Valkyrie is the story of Col. Claus von Stauffenberg (played by Cruise) and a band of other Nazi insiders who attempted to assassinate Adolf Hitler. I’m a sucker for this kind of stuff. One of my favorite films, Amen, tells the true story of SS officer and scientist Kurt Gerstein and his struggle to cripple the concentration camps from within while risking everything to reach the Pope with the truth of what was happening in Hitler’s Germany in order to alert Christians all over the world. Valkyrie is also the story of a solider whose conscience leads him to commit treason – another theme I’m quite taken with and which reminds me of yet another of my favorite films, The Four Feathers.
I admire filmmakers who tackle historical narratives where the “end of the story” is already obvious. Think, Titanic, for example, there is no suspense about whether or not the boat would sink. Similarly with Valkyrie, all the trailers have made it obvious that the film is about an assassination attempt on Hitler… and we all know that Hitler wasn’t assassinated. But Valkyrie doesn’t suffer as a film from the known outcome of the operation. Instead what Valkyrie thrives on is suspense and tension. We know that Stauffenberg & Co. will fail, but we don’t know when, or how, or if they’ll be caught. What unfolds is one of the most stressful films I’ve seen. Think of the kind of tension you felt the first time you saw Jaws. It’s that intense.
Beyond all the tension and suspense, Valkyrie gave me pause to think about the courage it took men to put country and patriotism aside to do what they thought was right. As a Christian pacifist I still prefer the methods of men like Kurt Gerstein to those of Stauffenberg, but I am still sympathetic with the position they found themselves in.

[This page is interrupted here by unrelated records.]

//! # FileVault Protocol Library
//!
//! This crate provides the wire protocol spoken between FileVault clients
//! and the FileVault daemon.
//!
//! ## Overview
//!
//! The protocol crate is the foundation of FileVault's communication layer,
//! providing:
//!
//! - **Message Definitions**: the closed set of request and response types
//! - **Framing**: a self-describing JSON header followed by a raw payload,
//!   moved over any async byte stream in bounded chunks
//! - **Payload Formats**: the path, upload, rename and credential encodings
//!   carried inside request payloads
//! - **Progress Reporting**: an optional observer notified once per chunk
//!
//! ## Architecture
//!
//! ```text
//! ┌─────────────────────────────────────────┐
//! │         Request Payload Formats         │  path, path NUL data, JSON
//! ├─────────────────────────────────────────┤
//! │         Message (type + bytes)          │
//! ├─────────────────────────────────────────┤
//! │                Framing                  │  JSON header, 10 MiB chunks
//! ├─────────────────────────────────────────┤
//! │         Transport (TCP stream)          │
//! └─────────────────────────────────────────┘
//! ```
//!
//! ## Example Usage
//!
//! ```rust
//! use protocol::{Framer, Message, MessageType, UploadRequest};
//!
//! # #[tokio::main(flavor = "current_thread")]
//! # async fn main() {
//! let (client, server) = tokio::io::duplex(64 * 1024);
//! let mut client = Framer::new(client);
//! let mut server = Framer::new(server);
//!
//! let payload = UploadRequest::new("public/new.txt", b"hello".to_vec())
//!     .encode()
//!     .unwrap();
//! client
//!     .send(&Message::new(MessageType::UploadFile, payload))
//!     .await
//!     .unwrap();
//!
//! let request = server.receive().await.unwrap().unwrap();
//! let upload = UploadRequest::decode(request.into_payload()).unwrap();
//! assert_eq!(upload.path, "public/new.txt");
//! # }
//! ```
//!
//! ## Modules
//!
//! - [`message`]: Message and message type definitions
//! - [`framing`]: Header codec and the async [`Framer`]
//! - [`payload`]: Request payload sub-formats
//! - [`progress`]: Progress observer interface
//! - [`error`]: Error types

pub mod error;
pub mod framing;
pub mod message;
pub mod payload;
pub mod progress;

pub use error::{ProtocolError, Result};
pub use framing::{
    Framer, Header, CHUNK_SIZE, DEFAULT_MAX_PAYLOAD_SIZE, MAX_HEADER_SIZE, MIN_HEADER_SIZE,
};
pub use message::{Message, MessageType};
pub use payload::{decode_path, validate_path, Credentials, RenameRequest, UploadRequest, SEPARATOR};
pub use progress::{Direction, ProgressEvent, ProgressObserver, TracingProgress};
//! Job acquisition loop and worker dispatch.
//!
//! One executor polls for acquirable jobs (for one tenant), claims each with
//! a non-retrying optimistic-lock command, and hands claimed jobs to a
//! bounded worker pool. Claim, execution, and failure bookkeeping are each
//! their own unit of work, so a worker crash at any point leaves either an
//! unclaimed job, a leased claim that expires, or a rescheduled retry.

use std::sync::Arc;

use chrono::{Duration, Utc};
use tokio::sync::{Mutex, Semaphore};
use tokio::task::JoinHandle;
use tokio_util::sync::CancellationToken;
use uuid::Uuid;

use windlass_types::entity::{JobEntity, Selector, StoredEntity};

use crate::command::Command;
use crate::command::context::CommandContext;
use crate::command::pipeline::CommandPipeline;
use crate::error::EngineError;
use crate::job::{JobOutcome, retry_due_date};
use crate::storage::StorageBackend;

// ---------------------------------------------------------------------------
// Commands
// ---------------------------------------------------------------------------

/// Claim one job by writing a lock lease under its current revision.
///
/// Never retried: losing the revision race means another node claimed the
/// job, and the right response is to move on, not to fight for it.
pub struct ClaimJobCommand {
    pub job_id: Uuid,
    pub owner: String,
    pub tenant_id: Option<String>,
}

impl<S: StorageBackend> Command<S> for ClaimJobCommand {
    type Output = bool;

    fn name(&self) -> &'static str {
        "claim-job"
    }

    fn max_retries(&self, _config: &windlass_types::config::EngineConfig) -> u32 {
        0
    }

    async fn run(&self, ctx: &mut CommandContext<S>) -> Result<bool, EngineError> {
        let Some(mut job) = ctx.session().find_job(self.job_id).await? else {
            return Ok(false);
        };
        if !job.is_acquirable(self.tenant_id.as_deref(), Utc::now()) {
            return Ok(false);
        }
        job.lock_owner = Some(self.owner.clone());
        job.lock_expiry =
            Some(Utc::now() + Duration::seconds(ctx.config().job_executor.lock_lease_secs as i64));
        ctx.session().update(job);
        Ok(true)
    }
}

/// Run a claimed job's handler and delete the job, as one unit of work.
pub struct ExecuteJobCommand {
    pub job_id: Uuid,
    pub owner: String,
}

impl<S: StorageBackend> Command<S> for ExecuteJobCommand {
    type Output = ();

    fn name(&self) -> &'static str {
        "execute-job"
    }

    async fn run(&self, ctx: &mut CommandContext<S>) -> Result<(), EngineError> {
        let Some(job) = ctx.session().find_job(self.job_id).await? else {
            return Ok(());
        };
        // A lapsed lease may have been reclaimed elsewhere.
        if job.lock_owner.as_deref() != Some(self.owner.as_str()) {
            tracing::debug!(job_id = %self.job_id, "claim no longer ours, skipping");
            return Ok(());
        }

        let handler = ctx.services().job_handlers.resolve(job.kind)?;
        match handler.execute(&job, ctx).await? {
            JobOutcome::Completed => ctx.session().delete(job),
            JobOutcome::Deferred => {
                // Target not ready (suspended instance): keep the job, push
                // it past the next poll, leave the retry budget alone.
                let mut job = job;
                job.lock_owner = None;
                job.lock_expiry = None;
                job.due_date = Utc::now()
                    + Duration::seconds(ctx.config().job_executor.poll_interval_secs as i64);
                tracing::debug!(
                    job_id = %job.id,
                    kind = %job.kind,
                    next_due = %job.due_date,
                    "job deferred, target not ready"
                );
                ctx.session().update(job);
            }
        }
        Ok(())
    }
}

/// Record a failed attempt: decrement the retry budget, release the lock,
/// and either reschedule with exponential backoff or mark the job
/// permanently failed.
pub struct JobFailureCommand {
    pub job_id: Uuid,
    pub message: String,
}

impl<S: StorageBackend> Command<S> for JobFailureCommand {
    type Output = ();

    fn name(&self) -> &'static str {
        "job-failure"
    }

    async fn run(&self, ctx: &mut CommandContext<S>) -> Result<(), EngineError> {
        let Some(mut job) = ctx.session().find_job(self.job_id).await? else {
            return Ok(());
        };
        let config = &ctx.config().job_executor;

        job.retries = job.retries.saturating_sub(1);
        job.failures = job.failures.saturating_add(1);
        job.lock_owner = None;
        job.lock_expiry = None;

        if job.retries == 0 {
            job.failure_reason = Some(self.message.clone());
            tracing::warn!(
                job_id = %job.id,
                kind = %job.kind,
                error = self.message.as_str(),
                "job permanently failed, retries exhausted"
            );
        } else {
            job.due_date = retry_due_date(config, job.failures, Utc::now());
            tracing::warn!(
                job_id = %job.id,
                kind = %job.kind,
                retries_left = job.retries,
                next_due = %job.due_date,
                error = self.message.as_str(),
                "job failed, rescheduled"
            );
        }
        ctx.session().update(job);
        Ok(())
    }
}

// ---------------------------------------------------------------------------
// JobExecutor
// ---------------------------------------------------------------------------

/// Background acquisition loop plus bounded worker pool for one tenant.
pub struct JobExecutor<S: StorageBackend> {
    pipeline: Arc<CommandPipeline<S>>,
    tenant_id: Option<String>,
    /// Node identity written into claim leases.
    owner: String,
    workers: Arc<Semaphore>,
    cancel: CancellationToken,
    loop_handle: Mutex<Option<JoinHandle<()>>>,
}

impl<S: StorageBackend> JobExecutor<S> {
    pub fn new(pipeline: Arc<CommandPipeline<S>>, tenant_id: Option<String>) -> Self {
        let pool_size = pipeline.services().config.job_executor.worker_pool_size;
        Self {
            pipeline,
            tenant_id,
            owner: format!("windlass-{}", Uuid::now_v7()),
            workers: Arc::new(Semaphore::new(pool_size)),
            cancel: CancellationToken::new(),
            loop_handle: Mutex::new(None),
        }
    }

    pub fn tenant_id(&self) -> Option<&str> {
        self.tenant_id.as_deref()
    }

    /// Spawn the acquisition loop. Idempotent: a second call is a no-op.
    pub async fn start(self: &Arc<Self>) {
        let mut slot = self.loop_handle.lock().await;
        if slot.is_some() {
            return;
        }
        tracing::info!(
            owner = self.owner.as_str(),
            tenant_id = self.tenant_id.as_deref().unwrap_or("<default>"),
            "job executor starting"
        );
        let this = Arc::clone(self);
        *slot = Some(tokio::spawn(this.run()));
    }

    async fn run(self: Arc<Self>) {
        let poll = std::time::Duration::from_secs(
            self.pipeline.services().config.job_executor.poll_interval_secs,
        );
        let wakeup = Arc::clone(&self.pipeline.services().job_wakeup);
        loop {
            if self.cancel.is_cancelled() {
                break;
            }
            if let Err(e) = self.acquire_cycle().await {
                tracing::error!(error = %e, "job acquisition cycle failed");
            }
            tokio::select! {
                _ = self.cancel.cancelled() => break,
                _ = wakeup.notified() => {}
                _ = tokio::time::sleep(poll) => {}
            }
        }
        tracing::debug!(owner = self.owner.as_str(), "acquisition loop stopped");
    }

    /// One poll: fetch due jobs and dispatch each to a worker slot.
    async fn acquire_cycle(self: &Arc<Self>) -> Result<(), EngineError> {
        let batch_size = self.pipeline.services().config.job_executor.batch_size;
        let candidates = self
            .pipeline
            .backend()
            .select_matching(&Selector::AcquirableJobs {
                tenant_id: self.tenant_id.clone(),
                now: Utc::now(),
                limit: batch_size,
            })
            .await
            .map_err(EngineError::from)?;

        for candidate in candidates {
            let StoredEntity::Job(job) = candidate else {
                continue;
            };
            let Ok(permit) = Arc::clone(&self.workers).acquire_owned().await else {
                break;
            };
            if self.cancel.is_cancelled() {
                break;
            }
            let this = Arc::clone(self);
            tokio::spawn(async move {
                this.process(job).await;
                drop(permit);
            });
        }
        Ok(())
    }

    /// Claim and run one job on a worker.
    async fn process(&self, job: JobEntity) {
        let claim = ClaimJobCommand {
            job_id: job.id,
            owner: self.owner.clone(),
            tenant_id: self.tenant_id.clone(),
        };
        match self.pipeline.execute(&claim).await {
            Ok(true) => {}
            Ok(false) => return,
            Err(e) if e.is_retryable() => {
                tracing::debug!(job_id = %job.id, "lost claim race");
                return;
            }
            Err(e) => {
                tracing::error!(job_id = %job.id, error = %e, "claim failed");
                return;
            }
        }

        let execute = ExecuteJobCommand {
            job_id: job.id,
            owner: self.owner.clone(),
        };
        if let Err(e) = self.pipeline.execute(&execute).await {
            tracing::warn!(job_id = %job.id, kind = %job.kind, error = %e, "job execution failed");
            let failure = JobFailureCommand {
                job_id: job.id,
                message: e.to_string(),
            };
            if let Err(e) = self.pipeline.execute(&failure).await {
                tracing::error!(job_id = %job.id, error = %e, "failure bookkeeping failed");
            }
        }
    }

    /// Stop acquiring and wait for in-flight workers, up to the configured
    /// grace period. Claims held past the grace period expire with their
    /// leases and become acquirable again.
    pub async fn shutdown(&self) {
        self.cancel.cancel();
        if let Some(handle) = self.loop_handle.lock().await.take() {
            if let Err(e) = handle.await {
                tracing::error!(error = %e, "acquisition loop panicked");
            }
        }

        let config = &self.pipeline.services().config.job_executor;
        let grace = std::time::Duration::from_secs(config.shutdown_grace_secs);
        let pool_size = config.worker_pool_size as u32;
        match tokio::time::timeout(grace, self.workers.acquire_many(pool_size)).await {
            Ok(Ok(_permits)) => {
                tracing::info!(owner = self.owner.as_str(), "job executor drained");
            }
            Ok(Err(_)) | Err(_) => {
                tracing::warn!(
                    owner = self.owner.as_str(),
                    "shutdown grace elapsed with workers still running"
                );
            }
        }
    }
}

// ---------------------------------------------------------------------------
// Tests
// ---------------------------------------------------------------------------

Another moment that gave me pause was Hitler’s response to the failed assassination attempt. In a radio address to Germany shortly afterwards he spoke of the event as a sign that God’s providence had saved him and his survival was a sign from God that he was on the right path. I always grimace a bit when people say that “everything happens for a reason,” and this is exactly why. That kind of theology is just what Hitler drew on to justify his own genocidal designs.